Wired Writer Imagines Google Island

theodp writes "The last thing Wired's Mat Honan remembered before awaking on the self-driving boat that dropped him on the island was sitting through a four-hour Google I/O keynote in Moscone Center and hearing Google CEO Larry Page promote a vision of a utopia where society could be free to innovate and experiment, unencumbered by government regulations or social norms. 'Welcome to Google Island,' a naked-save-for-a-pair-of-eyeglasses Larry Page tells Honan. 'As soon as you hit Google's territorial waters, you came under our jurisdiction, our terms of service. Our laws — or lack thereof — apply here. By boarding our self-driving boat you granted us the right to all feedback you provide during your journey. This includes the chemical composition of your sweat. Remember when I said at I/O that maybe we should set aside some small part of the world where people could experiment freely and examine the effects? I wasn't speaking theoretically. This place exists. We built it.'"

2 of 150 comments (clear)

  1. Techno-homoerotic fantasy by Anonymous Coward · · Score: 5, Insightful

    Congratulations (?) to Wired's Mat Honan for inventing a subgenre that nobody wants.

  2. Re:Utopian playland by BasilBrush · · Score: 5, Insightful

    What people invariably want is a state which has rules enforcing human rights, and little else.

    That's not what most people want at all. Most people want roads, education, defense, a framework for business, etc. etc.

    It's what Libertarians say they want.

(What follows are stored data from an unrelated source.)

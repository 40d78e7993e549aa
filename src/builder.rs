//! Builder API for wiring the client, cache and query layer from config.
//!
//! # Example
//!
//! ```ignore
//! use hire_query::{ClientConfig, QueriesBuilder};
//!
//! let config = ClientConfig::from_toml_str(r#"base_url = "https://hire.example.com""#)?;
//! let queries = QueriesBuilder::new(config)
//!     .gc_sweep_interval(std::time::Duration::from_secs(60))
//!     .build()?;
//!
//! let jobs = queries.jobs();
//! ```

use std::sync::Arc;
use std::time::Duration;

use crate::cache::ResourceCache;
use crate::client::ApiClient;
use crate::config::ClientConfig;
use crate::error::ConfigError;
use crate::events::{EventSink, TracingSink};
use crate::queries::{Queries, QueryTuning};

/// Builder for a [`Queries`] instance.
///
/// Cache events go to a [`TracingSink`] unless another sink is set.
pub struct QueriesBuilder {
    config: ClientConfig,
    sink: Option<Arc<dyn EventSink>>,
    http: Option<reqwest::Client>,
    gc_interval: Option<Duration>,
}

impl QueriesBuilder {
    pub fn new(config: ClientConfig) -> Self {
        QueriesBuilder {
            config,
            sink: Some(Arc::new(TracingSink)),
            http: None,
            gc_interval: None,
        }
    }

    /// Send cache events to `sink` instead of the tracing sink.
    pub fn sink(mut self, sink: Arc<dyn EventSink>) -> Self {
        self.sink = Some(sink);
        self
    }

    /// Drop cache events.
    pub fn without_sink(mut self) -> Self {
        self.sink = None;
        self
    }

    /// Use an existing `reqwest::Client`; `request_timeout_ms` is then ignored.
    pub fn http_client(mut self, client: reqwest::Client) -> Self {
        self.http = Some(client);
        self
    }

    /// Collect unsubscribed entries every `interval`. Requires a tokio
    /// runtime at [`build`](Self::build) time.
    pub fn gc_sweep_interval(mut self, interval: Duration) -> Self {
        self.gc_interval = Some(interval);
        self
    }

    /// Validate the config and build.
    pub fn build(self) -> Result<Queries, ConfigError> {
        self.config.validate()?;
        let policies = self.config.policy_table()?;

        let client = match self.http {
            Some(http) => ApiClient::with_client(http, &self.config.base_url),
            None => ApiClient::new(&self.config).map_err(ConfigError::Http)?,
        };
        let cache = ResourceCache::with_options(self.sink, self.config.gc_retention());
        if let Some(interval) = self.gc_interval {
            cache.spawn_gc_sweeper(interval);
        }

        let tuning = QueryTuning {
            chat_history_poll: Duration::from_millis(self.config.polling.chat_history_ms),
            enrichment_status_poll: Duration::from_millis(self.config.polling.enrichment_status_ms),
            chat_start_retry: self.config.retry.chat_start.policy(),
            settle_delay: self.config.settle_delay(),
        };
        tracing::debug!(
            target: "hire_query::client",
            base_url = %client.base_url(),
            "query client built"
        );
        Ok(Queries::new(client, cache, policies, tuning))
    }
}

#[cfg(test)]
mod tests {
    use super::*;
    use crate::key::ResourceKind;
    use crate::policy::StalenessPolicy;

    #[test]
    fn test_build_applies_config() {
        let config = ClientConfig::from_toml_str(
            r#"
            base_url = "http://api.test/sajilo/"

            [staleness]
            candidate = "never"
            "#,
        )
        .unwrap();
        let queries = QueriesBuilder::new(config).without_sink().build().unwrap();

        assert_eq!(queries.client().base_url(), "http://api.test/sajilo");
        assert_eq!(
            queries.policy(ResourceKind::Candidate).staleness,
            StalenessPolicy::never()
        );
        assert_eq!(queries.policy(ResourceKind::ChatHistory).retry.max_retries, 3);
        assert!(queries.cache().is_empty());
    }

    #[test]
    fn test_build_rejects_invalid_config() {
        let config = ClientConfig {
            base_url: String::new(),
            ..ClientConfig::default()
        };
        let err = QueriesBuilder::new(config).build().err().unwrap();
        assert!(matches!(err, ConfigError::InvalidValue { field: "base_url", .. }));
    }
}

Though each wants only the human rights that happen to serve them individually.

    We could do away with large swaths of the legal landscape and eliminate large parts of government, both local and federal, if we could just say "do anything you want, so long as you don't infringe on the rights of others".

    The problem is that huge amounts of what we do infringes on others rights. There's very often a balance between rights of one person and rights of another. That's why an awful lot of those laws were created in the first place.